CLINICAL SIGNIFICANCE OF NATRIURETIC PEPTIDES
Diagnostic uses
Natriuretic peptides have been found to be useful markers in differentiating patients presenting with acute onset of breathlessness and also as prognostic markers in patients with congestive cardiac failure. Plasma levels of ANP and BNP are increased in variety of conditions like heart failure, acute myocardial infarction, hypertension, left ventricular hypertrophy, and pulmonary hypertension.
Heart failure
BNP is a hormone that is secreted mainly by the ventricles and its levels are markedly high in patients with acute and congestive heart failure. Distention and stretching of the left ventricular wall leads to increased synthesis of BNP which produces natriuresis and vasodilatation along with an inhibitory effect on the RAAS and adrenergic system.[43,44] BNP plasma levels are also elevated in patients with acute myocardial infarction and left ventricular dysfunction and this increase persists during the late phase of cardiac remodeling.[45] Determining plasma BNP concentration is an effective diagnostic tool in patients presenting with acute dyspnea. Studies have demonstrated that patients diagnosed with dyspnea secondary to heart failure have significantly elevated plasma BNP concentration compared to noncardiogenic dyspnea (due to respiratory disease).[46,47] BNP values have been found to be directly correlating with NYHA functional class.[48] BNP analysis has also been shown to have a superior diagnostic accuracy in heart failure compared to other parameters like high venous pressure recruitment, increase of LV dimension and interstitial edema detected using chest x-ray. Hence BNP is not only a good marker for the diagnosis of heart failure but is also an excellent indicator of its severity. In patients who present with acute dyspnea, BNP testing is recommended according to prescribed algorithms providing much information to physicians in clinical practice [Figure 1].[49]
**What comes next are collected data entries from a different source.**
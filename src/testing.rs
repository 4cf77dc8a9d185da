//! Scripted stand-in for the voice client's query interface
//!
//! Listens on a loopback port, answers every command through a responder
//! closure and lets a test inject notification records or drop the
//! connection at any time.

use std::sync::atomic::{AtomicUsize, Ordering};
use std::sync::{Arc, Mutex};

use tokio::io::{AsyncBufReadExt, AsyncWriteExt, BufReader};
use tokio::net::{TcpListener, TcpStream};
use tokio::sync::broadcast;
use tokio::task::JoinHandle;

use crate::codec::escape;

type Responder = Arc<dyn Fn(&str) -> Vec<String> + Send + Sync>;

#[derive(Debug, Clone)]
enum Control {
    Line(String),
    Close,
}

pub struct FakeVoiceClient {
    port: u16,
    commands: Arc<Mutex<Vec<String>>>,
    connections: Arc<AtomicUsize>,
    control: broadcast::Sender<Control>,
    accept_task: JoinHandle<()>,
}

impl FakeVoiceClient {
    pub async fn start<F>(responder: F) -> Self
    where
        F: Fn(&str) -> Vec<String> + Send + Sync + 'static,
    {
        Self::start_inner(Arc::new(responder), Vec::new()).await
    }

    /// Like [`start`](Self::start), greeting each connection with a banner
    pub async fn start_with_banner<F>(responder: F) -> Self
    where
        F: Fn(&str) -> Vec<String> + Send + Sync + 'static,
    {
        let banner = vec![
            "TS3 Client".to_string(),
            "Welcome to the TeamSpeak 3 ClientQuery interface.".to_string(),
            "selected schandlerid=1".to_string(),
        ];
        Self::start_inner(Arc::new(responder), banner).await
    }

    async fn start_inner(responder: Responder, banner: Vec<String>) -> Self {
        let listener = TcpListener::bind("127.0.0.1:0").await.unwrap();
        let port = listener.local_addr().unwrap().port();
        let commands = Arc::new(Mutex::new(Vec::new()));
        let connections = Arc::new(AtomicUsize::new(0));
        let (control, _) = broadcast::channel(64);

        let accept_task = {
            let commands = Arc::clone(&commands);
            let connections = Arc::clone(&connections);
            let control = control.clone();
            tokio::spawn(async move {
                while let Ok((stream, _)) = listener.accept().await {
                    connections.fetch_add(1, Ordering::SeqCst);
                    tokio::spawn(serve(
                        stream,
                        Arc::clone(&responder),
                        banner.clone(),
                        Arc::clone(&commands),
                        control.subscribe(),
                    ));
                }
            })
        };

        Self {
            port,
            commands,
            connections,
            control,
            accept_task,
        }
    }

    pub fn port(&self) -> u16 {
        self.port
    }

    /// Every command received so far, across connections
    pub fn commands(&self) -> Vec<String> {
        self.commands.lock().unwrap().clone()
    }

    pub fn connections(&self) -> usize {
        self.connections.load(Ordering::SeqCst)
    }

    /// Send a record to every open connection
    pub fn push(&self, line: &str) {
        let _ = self.control.send(Control::Line(line.to_string()));
    }

    /// Drop every open connection
    pub fn kick(&self) {
        let _ = self.control.send(Control::Close);
    }
}

impl Drop for FakeVoiceClient {
    fn drop(&mut self) {
        self.accept_task.abort();
        self.kick();
    }
}

async fn serve(
    stream: TcpStream,
    responder: Responder,
    banner: Vec<String>,
    commands: Arc<Mutex<Vec<String>>>,
    mut control: broadcast::Receiver<Control>,
) {
    let (read, mut write) = stream.into_split();
    let mut lines = BufReader::new(read).lines();

    if !banner.is_empty() && write.write_all(join(&banner).as_bytes()).await.is_err() {
        return;
    }

    loop {
        tokio::select! {
            line = lines.next_line() => {
                let Ok(Some(command)) = line else { break };
                let command = command.trim().to_string();
                commands.lock().unwrap().push(command.clone());
                let reply = (*responder)(&command);
                if write.write_all(join(&reply).as_bytes()).await.is_err() {
                    break;
                }
            }
            ctl = control.recv() => match ctl {
                Ok(Control::Line(line)) => {
                    if write.write_all(format!("{}\n", line).as_bytes()).await.is_err() {
                        break;
                    }
                }
                Ok(Control::Close) | Err(broadcast::error::RecvError::Closed) => break,
                Err(broadcast::error::RecvError::Lagged(_)) => {}
            }
        }
    }
}

fn join(lines: &[String]) -> String {
    lines.iter().map(|l| format!("{}\n", l)).collect()
}

/// One roster row for [`voice_server`]: client id, channel id, nickname
pub type Member = (&'static str, &'static str, &'static str);

/// Responder for a server where `me` sits in `my_cid` among `members`
///
/// Channels `1` and `2` exist; `clientinfo` answers for known members and
/// fails with `invalid clientID` otherwise.
pub fn voice_server(
    me: &'static str,
    my_cid: &'static str,
    members: Vec<Member>,
) -> impl Fn(&str) -> Vec<String> + Send + Sync + 'static {
    move |command: &str| {
        let ok = "error id=0 msg=ok".to_string();
        match command {
            "whoami" => vec![format!("clid={} cid={}", me, my_cid), ok],
            "clientlist -voice -info -groups" => {
                let rows: Vec<String> = members
                    .iter()
                    .map(|(clid, cid, nick)| {
                        format!(
                            "clid={} cid={} client_database_id=1{} client_nickname={} client_type=0 \
                             client_flag_talking=0 client_input_muted=0 client_output_muted=0 \
                             client_channel_group_id=8",
                            clid,
                            cid,
                            clid,
                            escape(nick)
                        )
                    })
                    .collect();
                vec![rows.join("|"), ok]
            }
            "channellist" => vec![
                "cid=1 pid=0 channel_order=0 channel_name=Lobby|cid=2 pid=0 channel_order=1 channel_name=AFK"
                    .to_string(),
                ok,
            ],
            "serverinfo" => vec!["virtualserver_name=Test\\sServer".to_string(), ok],
            "channelgrouplist" => vec!["cgid=5 name=Admin|cgid=8 name=Guest".to_string(), ok],
            other => {
                if let Some(clid) = other.strip_prefix("clientinfo clid=") {
                    return match members.iter().find(|(id, _, _)| *id == clid) {
                        Some((_, cid, nick)) => vec![
                            format!(
                                "cid={} client_nickname={} client_input_muted=0 client_output_muted=1",
                                cid,
                                escape(nick)
                            ),
                            ok,
                        ],
                        None => vec!["error id=512 msg=invalid\\sclientID".to_string()],
                    };
                }
                vec![ok]
            }
        }
    }
}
Natriuretic peptide measurements are also important for risk stratification as high levels are associated with recurrent hospitalization and risk of sudden death.[50] Predischarge BNP measurement is a significant predictor for identifying subsequent death or hospital admissions at 6 months.[51,52] Morbidity and mortality in heart failure appear to increase markedly with a proBNP concentration >500 pg/ml. Baseline BNP and proBNP have been found to be similarly related to both mortality and risk of admission with decompensated heart failure independent of echocardiographic variables.[53] For the above reasons BNP analysis has been proposed for the clinical evaluation and therapy guidance of heart failure.[54]
Even in patients with heart failure who have a preserved systolic function proBNP values have been found to have a strong prognostic significance.[55]
Acute coronary syndromes
Plasma ANP levels rise by the time patients with acute myocardial infarction are hospitalized. Plasma BNP levels usually peak 12–24 hours after the onset of infarction, then decline and peak once again 5–7 days later.[56] BNP levels remain significantly elevated during the chronic phase, representing permanent left ventricular dysfunction and/or remodeling but return to normal in patients after successful early coronary reperfusion.[57] In patients with acute coronary syndromes (ACS), BNP is a strong indicator of heart failure.[58] and BNP levels have been significantly found to be higher in patients with multivessel than in those with single-vessel disease.[59]
Hypertension and left ventricular hypertrophy
Several studies have shown that plasma ANP and BNP levels are higher in hypertensive than in normotensive individuals and are higher in hypertensive patients with ventricular hypertrophy (LVH) than in those without LVH.[60]
Cardiac amyloidosis
Limited data show BNP measurement to be important in cardiac amyloidosis, which is a disorder characterized by diastolic dysfunction, and levels are quite elevated in patients with overt heart failure and cardiac amyloidosis.[61]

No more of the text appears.